= What the task requires =
Copy each line below that has "greater".

* * * *

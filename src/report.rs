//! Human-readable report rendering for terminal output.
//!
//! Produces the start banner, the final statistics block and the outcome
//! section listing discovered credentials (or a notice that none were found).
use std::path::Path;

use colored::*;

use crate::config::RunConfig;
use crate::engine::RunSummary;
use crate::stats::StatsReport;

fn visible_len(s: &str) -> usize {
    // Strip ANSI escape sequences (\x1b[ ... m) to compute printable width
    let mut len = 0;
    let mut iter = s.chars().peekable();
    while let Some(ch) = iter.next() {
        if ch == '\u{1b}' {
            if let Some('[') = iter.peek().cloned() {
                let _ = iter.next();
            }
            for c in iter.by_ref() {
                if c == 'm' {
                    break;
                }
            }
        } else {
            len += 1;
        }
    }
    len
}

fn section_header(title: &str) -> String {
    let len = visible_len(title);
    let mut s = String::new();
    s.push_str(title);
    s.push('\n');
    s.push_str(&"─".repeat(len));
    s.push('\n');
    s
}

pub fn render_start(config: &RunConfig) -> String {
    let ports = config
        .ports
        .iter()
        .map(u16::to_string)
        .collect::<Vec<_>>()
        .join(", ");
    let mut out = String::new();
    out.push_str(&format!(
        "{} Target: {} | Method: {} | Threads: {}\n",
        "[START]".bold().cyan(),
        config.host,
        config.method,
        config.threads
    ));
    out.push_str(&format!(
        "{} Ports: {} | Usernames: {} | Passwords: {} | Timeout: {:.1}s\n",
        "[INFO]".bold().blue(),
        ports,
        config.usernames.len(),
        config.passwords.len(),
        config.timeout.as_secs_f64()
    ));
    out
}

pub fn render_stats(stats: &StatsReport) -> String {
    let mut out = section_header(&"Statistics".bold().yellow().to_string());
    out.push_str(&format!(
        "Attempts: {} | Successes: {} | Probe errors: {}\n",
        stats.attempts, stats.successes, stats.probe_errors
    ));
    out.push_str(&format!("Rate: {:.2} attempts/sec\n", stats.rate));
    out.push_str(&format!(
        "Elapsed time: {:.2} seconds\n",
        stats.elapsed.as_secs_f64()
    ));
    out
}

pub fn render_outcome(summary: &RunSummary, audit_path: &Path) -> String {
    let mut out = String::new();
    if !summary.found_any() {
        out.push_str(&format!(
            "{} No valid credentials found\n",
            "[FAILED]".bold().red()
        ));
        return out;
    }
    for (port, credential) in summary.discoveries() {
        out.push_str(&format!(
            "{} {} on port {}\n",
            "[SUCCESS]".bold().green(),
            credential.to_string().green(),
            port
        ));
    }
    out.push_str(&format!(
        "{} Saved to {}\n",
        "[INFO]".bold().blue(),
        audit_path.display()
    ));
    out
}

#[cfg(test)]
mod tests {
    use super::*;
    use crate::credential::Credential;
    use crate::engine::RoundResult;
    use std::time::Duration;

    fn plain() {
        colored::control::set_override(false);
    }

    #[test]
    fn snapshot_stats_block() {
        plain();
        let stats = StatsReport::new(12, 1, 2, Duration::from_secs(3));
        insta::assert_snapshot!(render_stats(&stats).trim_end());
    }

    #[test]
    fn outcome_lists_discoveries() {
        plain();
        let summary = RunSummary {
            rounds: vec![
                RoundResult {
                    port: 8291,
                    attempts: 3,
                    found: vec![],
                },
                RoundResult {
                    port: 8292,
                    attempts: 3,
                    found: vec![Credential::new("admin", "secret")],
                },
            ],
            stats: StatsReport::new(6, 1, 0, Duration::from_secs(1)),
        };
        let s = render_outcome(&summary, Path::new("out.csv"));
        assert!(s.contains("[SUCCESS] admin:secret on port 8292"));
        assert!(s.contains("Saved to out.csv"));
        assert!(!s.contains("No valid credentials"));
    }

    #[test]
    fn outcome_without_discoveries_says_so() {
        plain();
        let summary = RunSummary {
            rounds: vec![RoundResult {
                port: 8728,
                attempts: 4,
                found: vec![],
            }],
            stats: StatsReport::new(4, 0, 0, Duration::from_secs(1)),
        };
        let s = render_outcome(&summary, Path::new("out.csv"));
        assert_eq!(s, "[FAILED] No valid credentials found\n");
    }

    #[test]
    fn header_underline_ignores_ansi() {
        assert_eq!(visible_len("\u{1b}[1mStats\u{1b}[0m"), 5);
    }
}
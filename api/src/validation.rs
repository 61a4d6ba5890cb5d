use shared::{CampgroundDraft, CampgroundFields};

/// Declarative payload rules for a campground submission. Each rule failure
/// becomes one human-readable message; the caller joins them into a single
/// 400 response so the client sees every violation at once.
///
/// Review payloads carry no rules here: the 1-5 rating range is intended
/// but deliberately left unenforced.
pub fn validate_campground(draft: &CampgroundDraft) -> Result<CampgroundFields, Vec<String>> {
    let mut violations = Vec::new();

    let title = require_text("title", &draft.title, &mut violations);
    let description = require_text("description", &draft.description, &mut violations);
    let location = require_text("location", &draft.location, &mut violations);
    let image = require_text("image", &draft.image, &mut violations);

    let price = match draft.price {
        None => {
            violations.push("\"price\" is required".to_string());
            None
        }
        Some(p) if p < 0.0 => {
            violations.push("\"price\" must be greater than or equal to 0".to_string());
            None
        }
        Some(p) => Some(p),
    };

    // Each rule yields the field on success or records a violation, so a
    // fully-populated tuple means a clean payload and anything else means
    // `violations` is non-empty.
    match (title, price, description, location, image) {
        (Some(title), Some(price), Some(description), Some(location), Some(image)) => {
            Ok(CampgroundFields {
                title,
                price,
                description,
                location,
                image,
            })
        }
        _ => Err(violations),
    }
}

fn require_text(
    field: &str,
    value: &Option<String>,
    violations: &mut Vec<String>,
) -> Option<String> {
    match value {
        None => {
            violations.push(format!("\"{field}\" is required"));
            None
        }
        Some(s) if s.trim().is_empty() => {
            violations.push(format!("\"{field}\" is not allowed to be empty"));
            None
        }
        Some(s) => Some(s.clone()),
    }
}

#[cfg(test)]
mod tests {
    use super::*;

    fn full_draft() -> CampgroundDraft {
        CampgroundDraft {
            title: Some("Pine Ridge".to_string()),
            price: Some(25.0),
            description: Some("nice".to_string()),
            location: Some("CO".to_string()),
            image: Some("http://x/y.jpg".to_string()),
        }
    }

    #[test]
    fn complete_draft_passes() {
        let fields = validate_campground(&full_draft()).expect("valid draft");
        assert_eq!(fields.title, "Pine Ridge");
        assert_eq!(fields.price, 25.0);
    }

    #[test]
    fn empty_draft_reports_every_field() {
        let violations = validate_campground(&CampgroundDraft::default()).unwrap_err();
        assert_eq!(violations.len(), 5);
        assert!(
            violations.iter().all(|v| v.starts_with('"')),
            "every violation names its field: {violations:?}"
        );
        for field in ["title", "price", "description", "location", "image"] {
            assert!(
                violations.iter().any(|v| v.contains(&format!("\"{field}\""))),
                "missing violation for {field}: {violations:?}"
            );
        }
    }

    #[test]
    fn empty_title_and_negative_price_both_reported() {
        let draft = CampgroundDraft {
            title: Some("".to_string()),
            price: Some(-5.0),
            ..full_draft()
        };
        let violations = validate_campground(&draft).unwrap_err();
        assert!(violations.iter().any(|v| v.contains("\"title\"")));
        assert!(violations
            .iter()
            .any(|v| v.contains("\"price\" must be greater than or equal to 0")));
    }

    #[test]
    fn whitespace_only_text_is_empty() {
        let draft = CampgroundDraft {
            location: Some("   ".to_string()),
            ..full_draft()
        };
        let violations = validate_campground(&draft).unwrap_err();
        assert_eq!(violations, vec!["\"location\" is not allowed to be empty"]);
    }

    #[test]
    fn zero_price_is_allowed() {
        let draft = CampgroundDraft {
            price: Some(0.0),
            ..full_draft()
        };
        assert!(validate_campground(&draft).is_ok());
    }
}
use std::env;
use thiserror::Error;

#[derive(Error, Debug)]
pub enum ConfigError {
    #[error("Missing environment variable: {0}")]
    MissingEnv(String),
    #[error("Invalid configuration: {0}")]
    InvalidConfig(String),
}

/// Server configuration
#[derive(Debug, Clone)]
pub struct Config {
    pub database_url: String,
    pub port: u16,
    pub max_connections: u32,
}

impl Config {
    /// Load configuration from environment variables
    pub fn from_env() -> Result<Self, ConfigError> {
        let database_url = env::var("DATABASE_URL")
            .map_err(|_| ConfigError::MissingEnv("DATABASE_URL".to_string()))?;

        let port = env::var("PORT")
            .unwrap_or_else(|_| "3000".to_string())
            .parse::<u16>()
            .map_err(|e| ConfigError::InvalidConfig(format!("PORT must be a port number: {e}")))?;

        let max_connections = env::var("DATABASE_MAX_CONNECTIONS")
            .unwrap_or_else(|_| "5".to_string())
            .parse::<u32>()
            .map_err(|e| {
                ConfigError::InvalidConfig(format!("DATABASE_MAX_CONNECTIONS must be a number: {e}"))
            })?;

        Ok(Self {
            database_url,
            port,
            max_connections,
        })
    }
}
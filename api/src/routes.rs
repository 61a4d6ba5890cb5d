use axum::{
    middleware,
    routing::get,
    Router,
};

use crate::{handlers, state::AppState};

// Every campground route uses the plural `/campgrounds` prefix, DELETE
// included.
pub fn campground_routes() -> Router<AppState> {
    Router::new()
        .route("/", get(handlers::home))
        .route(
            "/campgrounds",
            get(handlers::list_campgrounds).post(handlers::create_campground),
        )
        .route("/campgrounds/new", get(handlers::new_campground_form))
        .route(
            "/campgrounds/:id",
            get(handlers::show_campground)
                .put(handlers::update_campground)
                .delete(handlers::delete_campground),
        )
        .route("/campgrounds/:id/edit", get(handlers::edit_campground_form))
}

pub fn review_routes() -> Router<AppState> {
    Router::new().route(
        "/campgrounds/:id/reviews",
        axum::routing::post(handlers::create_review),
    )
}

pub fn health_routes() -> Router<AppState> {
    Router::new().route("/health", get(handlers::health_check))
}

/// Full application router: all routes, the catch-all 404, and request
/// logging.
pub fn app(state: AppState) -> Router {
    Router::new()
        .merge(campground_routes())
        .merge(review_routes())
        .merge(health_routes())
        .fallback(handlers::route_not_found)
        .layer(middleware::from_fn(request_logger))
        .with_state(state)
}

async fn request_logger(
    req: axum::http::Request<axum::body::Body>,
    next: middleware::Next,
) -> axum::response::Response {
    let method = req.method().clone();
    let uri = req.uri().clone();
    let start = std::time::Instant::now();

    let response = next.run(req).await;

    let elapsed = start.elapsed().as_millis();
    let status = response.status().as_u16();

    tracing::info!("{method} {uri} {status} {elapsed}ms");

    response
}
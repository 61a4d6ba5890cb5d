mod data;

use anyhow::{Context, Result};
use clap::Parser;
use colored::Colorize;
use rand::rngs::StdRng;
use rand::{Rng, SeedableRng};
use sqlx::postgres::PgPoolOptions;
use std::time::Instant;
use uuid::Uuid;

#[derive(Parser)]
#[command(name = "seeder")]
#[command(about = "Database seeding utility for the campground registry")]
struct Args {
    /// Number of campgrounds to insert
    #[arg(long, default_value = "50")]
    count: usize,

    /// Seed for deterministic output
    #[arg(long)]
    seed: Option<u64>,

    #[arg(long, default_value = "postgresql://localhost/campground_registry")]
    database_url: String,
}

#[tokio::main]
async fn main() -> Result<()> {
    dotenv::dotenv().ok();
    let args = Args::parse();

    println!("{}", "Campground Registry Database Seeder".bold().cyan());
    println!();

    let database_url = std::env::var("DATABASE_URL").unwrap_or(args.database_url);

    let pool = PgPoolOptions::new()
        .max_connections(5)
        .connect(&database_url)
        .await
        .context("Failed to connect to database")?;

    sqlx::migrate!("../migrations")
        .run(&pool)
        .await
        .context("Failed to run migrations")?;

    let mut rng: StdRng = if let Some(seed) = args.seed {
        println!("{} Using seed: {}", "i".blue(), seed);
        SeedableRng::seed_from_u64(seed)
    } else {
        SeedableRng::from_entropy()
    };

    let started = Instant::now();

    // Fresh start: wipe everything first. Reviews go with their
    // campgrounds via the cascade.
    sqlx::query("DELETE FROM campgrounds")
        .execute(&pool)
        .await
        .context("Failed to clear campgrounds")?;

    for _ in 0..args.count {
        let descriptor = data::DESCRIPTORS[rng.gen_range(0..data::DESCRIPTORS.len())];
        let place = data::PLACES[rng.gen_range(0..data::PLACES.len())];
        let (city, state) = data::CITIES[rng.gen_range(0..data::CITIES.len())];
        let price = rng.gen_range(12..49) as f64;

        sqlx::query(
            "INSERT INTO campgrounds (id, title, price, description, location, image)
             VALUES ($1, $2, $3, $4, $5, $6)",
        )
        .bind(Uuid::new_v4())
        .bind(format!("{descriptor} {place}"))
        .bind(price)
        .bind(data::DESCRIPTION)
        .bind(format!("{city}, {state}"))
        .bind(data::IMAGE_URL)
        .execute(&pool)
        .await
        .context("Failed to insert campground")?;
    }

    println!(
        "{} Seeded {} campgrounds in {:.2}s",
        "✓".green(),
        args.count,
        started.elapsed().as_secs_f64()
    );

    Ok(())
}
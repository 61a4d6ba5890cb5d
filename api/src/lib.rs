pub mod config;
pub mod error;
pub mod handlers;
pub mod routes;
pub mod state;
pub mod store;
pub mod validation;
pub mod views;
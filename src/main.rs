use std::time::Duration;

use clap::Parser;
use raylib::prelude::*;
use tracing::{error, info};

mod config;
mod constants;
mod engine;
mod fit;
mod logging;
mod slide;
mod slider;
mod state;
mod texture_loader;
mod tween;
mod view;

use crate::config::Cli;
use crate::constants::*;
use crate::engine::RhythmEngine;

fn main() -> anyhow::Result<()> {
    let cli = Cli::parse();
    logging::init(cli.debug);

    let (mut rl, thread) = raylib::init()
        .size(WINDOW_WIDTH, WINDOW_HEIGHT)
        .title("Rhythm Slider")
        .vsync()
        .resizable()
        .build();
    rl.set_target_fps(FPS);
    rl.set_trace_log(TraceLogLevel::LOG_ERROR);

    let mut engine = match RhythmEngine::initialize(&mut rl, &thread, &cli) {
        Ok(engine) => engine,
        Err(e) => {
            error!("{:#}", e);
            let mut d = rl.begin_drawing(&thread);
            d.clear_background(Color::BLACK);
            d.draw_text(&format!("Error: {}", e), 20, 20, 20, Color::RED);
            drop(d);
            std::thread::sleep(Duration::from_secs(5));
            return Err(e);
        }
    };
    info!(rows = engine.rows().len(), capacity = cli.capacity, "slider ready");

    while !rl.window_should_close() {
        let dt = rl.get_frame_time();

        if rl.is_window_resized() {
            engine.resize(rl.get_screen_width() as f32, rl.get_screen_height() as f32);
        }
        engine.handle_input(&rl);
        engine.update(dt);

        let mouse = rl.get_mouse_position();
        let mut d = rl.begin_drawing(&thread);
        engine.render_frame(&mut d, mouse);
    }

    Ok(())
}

* * * *

= Exercise response =
            violations.push("\"price\" must be greater than or equal to 0".to_string());
            .any(|v| v.contains("\"price\" must be greater than or equal to 0")));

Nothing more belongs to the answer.